Il processo di conservazione sostitutiva (e non digitale in quanto si vanno a sostituire i supporti analogici con quelli digitali), infatti, sintetizza una procedura informatica che attribuisce valore legale al documento digitale e ne garantisce la conservazione nel tempo. Il valore così attribuito al documento informatico ha piena efficacia probatoria, al pari dei documenti analogici o cartacei. L’obiettivo della conservazione sostitutiva è di consentire alle Strutture Sanitarie Pubbliche e Private di dematerializzare la quasi totalità della documentazione cartacea prodotta o, addirittura, di limitarne la produzione, come definito dal DPCM del 13 Novembre 2014 e del DPCM del 3 Dicembre 2013. Seppur è vero che le CCC devono essere firmate ed autenticate dal Direttore Sanitario, quale Pubblico Ufficiale a ciò autorizzato, così come disposto nel S.M San del 5. 8..7 e nel DPCM 27.6.86, sarebbe opportuno digitalizzarle affinché non via sia un inutile dispendio di carta, anche per eventuali cause di forza maggiore e/o eventi naturali ( allagamenti- incendi ecc), che potrebbero comportare una distruzione totale di tutto l’archivio cartaceo. Va, quindi, considerato che i documenti informatici contenenti copia di atti pubblici, formati in origine su supporti analogici hanno la stessa efficacia se viene apposta sul documento una firma da un PU. Infatti, affidandosi ad un Responsabile di Conservazione, si potrebbe creare un processo di conservazione, contenente tutte le cartelle cliniche del singolo paziente, cartelle che verranno conformate all’originale mediante un’apposizione o associazione di firma da parte del Direttore Sanitario, quale pubblico ufficiale a ciò autorizzato. Fermo restando quanto sopra riportato, non si può escludere la digitalizzazione di una cartella clinica cartacea considerato che il Direttore Sanitario, quale pubblico ufficiale a ciò autorizzato, valutata la corrispondenza all’originale, ne appone la conformità alla stessa. Tale tesi va rafforzata anche secondo quanto previsto nell’ultimo paragrafo del 1 comma dell’art. 22 e dal 2 comma dello stesso articolo, in quanto il Direttore Sanitario firma digitalmente la cartella clinica e successivamente la spedisce in modo tale che la loro esibizione e produzione sostituisce quella dell’originale.

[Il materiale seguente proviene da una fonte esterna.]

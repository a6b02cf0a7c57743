use chrono::{DateTime, Utc};
use serde::{Deserialize, Serialize};
use serde_json::{Map, Value};
use validator::{Validate, ValidationErrors};

use crate::errors::BlogError;
use crate::ids::{CommentId, PostId, UserId};

/// A user as seen by the blog: whatever upstream authentication told us.
#[derive(Debug, Clone, PartialEq, Serialize, Deserialize)]
#[serde(rename_all = "camelCase")]
pub struct User {
    pub id: UserId,
    pub full_name: String,
    pub email: Option<String>,
}

impl User {
    pub fn new(id: UserId, full_name: impl Into<String>) -> Self {
        Self {
            id,
            full_name: full_name.into(),
            email: None,
        }
    }

    pub fn with_email(mut self, email: impl Into<String>) -> Self {
        self.email = Some(email.into());
        self
    }
}

#[derive(Debug, Clone, PartialEq, Serialize, Deserialize)]
#[serde(rename_all = "camelCase")]
pub struct BlogPost {
    pub id: PostId,
    pub title: String,
    pub body: String,
    #[serde(rename = "coverImageURL")]
    pub cover_image_url: String,
    pub created_by: UserId,
    pub created_at: DateTime<Utc>,
    pub updated_at: DateTime<Utc>,
}

impl BlogPost {
    /// Only the creator may edit or update a post.
    pub fn is_owned_by(&self, user: &UserId) -> bool {
        &self.created_by == user
    }
}

#[derive(Debug, Clone, PartialEq, Serialize, Deserialize)]
#[serde(rename_all = "camelCase")]
pub struct Comment {
    pub id: CommentId,
    pub content: String,
    pub blog_id: PostId,
    pub created_by: UserId,
    pub created_at: DateTime<Utc>,
}

/// Raw `title` / `body` form fields, as submitted.
#[derive(Debug, Clone, Default, Deserialize)]
pub struct PostInput {
    pub title: Option<String>,
    pub body: Option<String>,
}

impl PostInput {
    pub fn new(title: impl Into<String>, body: impl Into<String>) -> Self {
        Self {
            title: Some(title.into()),
            body: Some(body.into()),
        }
    }

    /// Trimmed title, `None` when absent or blank.
    pub fn title(&self) -> Option<String> {
        non_blank(self.title.as_deref())
    }

    /// Trimmed body, `None` when absent or blank.
    pub fn body(&self) -> Option<String> {
        non_blank(self.body.as_deref())
    }
}

fn non_blank(v: Option<&str>) -> Option<String> {
    v.map(str::trim)
        .filter(|s| !s.is_empty())
        .map(str::to_string)
}

/// Everything the store needs to create a post.
#[derive(Debug, Clone, Validate)]
pub struct NewPost {
    #[validate(length(min = 1, message = "must not be empty"))]
    pub title: String,
    #[validate(length(min = 1, message = "must not be empty"))]
    pub body: String,
    #[validate(length(min = 1, message = "must not be empty"))]
    pub cover_image_url: String,
    pub created_by: UserId,
}

#[derive(Debug, Clone, Validate)]
pub struct NewComment {
    #[validate(length(min = 1, message = "must not be empty"))]
    pub content: String,
    pub blog_id: PostId,
    pub created_by: UserId,
}

/// Merge update: only the fields that are `Some` replace stored values.
#[derive(Debug, Clone, Default, PartialEq)]
pub struct PostPatch {
    pub title: Option<String>,
    pub body: Option<String>,
    pub cover_image_url: Option<String>,
}

impl PostPatch {
    pub fn from_input(input: &PostInput, cover_image_url: Option<String>) -> Self {
        Self {
            title: input.title(),
            body: input.body(),
            cover_image_url,
        }
    }

    pub fn is_empty(&self) -> bool {
        self.title.is_none() && self.body.is_none() && self.cover_image_url.is_none()
    }

    pub fn apply(self, post: &mut BlogPost) {
        if let Some(title) = self.title {
            post.title = title;
        }
        if let Some(body) = self.body {
            post.body = body;
        }
        if let Some(url) = self.cover_image_url {
            post.cover_image_url = url;
        }
    }
}

/// A post with its creator resolved.
#[derive(Debug, Clone, Serialize)]
pub struct PostView {
    #[serde(flatten)]
    pub post: BlogPost,
    pub author: Option<User>,
}

/// A comment with its creator resolved.
#[derive(Debug, Clone, Serialize)]
pub struct CommentView {
    #[serde(flatten)]
    pub comment: Comment,
    pub author: Option<User>,
}

/// Everything the single-post page shows.
#[derive(Debug, Clone, Serialize)]
pub struct PostPage {
    pub blog: PostView,
    pub comments: Vec<CommentView>,
}

/// Run `validator` rules and turn failures into an Unprocessable error
/// carrying `{field: [messages]}`.
pub fn validate_or_unprocessable<T: Validate>(value: &T, message: &str) -> Result<(), BlogError> {
    value
        .validate()
        .map_err(|errs| BlogError::unprocessable(message).with_errors(field_errors_json(&errs)))
}

fn field_errors_json(errs: &ValidationErrors) -> Value {
    let mut out = Map::new();
    for (field, problems) in errs.field_errors() {
        let messages = problems
            .iter()
            .map(|p| {
                p.message
                    .as_ref()
                    .map(|m| m.to_string())
                    .unwrap_or_else(|| p.code.to_string())
            })
            .map(Value::String)
            .collect();
        out.insert(field.to_string(), Value::Array(messages));
    }
    Value::Object(out)
}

Questo articolo siamo certi che provocherà diverse prese di posizioni, probabilmente ce lo auguriamo, soprattutto perché permetterà alle strutture sanitarie, di poter ottimizzare tempi, costi e risorse grazie alla dematerializzazione della cartella clinica cartacea che ad oggi rappresenta il costo più importante per qualunque struttura sanitaria, che comunque ad oggi grazie al Codice dell’Amministrazione Digitale e varie Linee Guida del Ministero, possono produrre direttamente in digitale le cartelle cliniche elettroniche e tutta la documentazione sanitaria.

A tal fine Seen Solution Srl insieme all’ Avv. Michele Iaselli Presidente ANDIP e BU Digital Legal Consulting Director di Seen Solution Srl, ha inviato quesito al Ministero della Salute e già protocollato per permettere allo stesso Ministero di produrre una circolare ad hoc e dare seguito alla completa dematerializzazione della cartella clinica.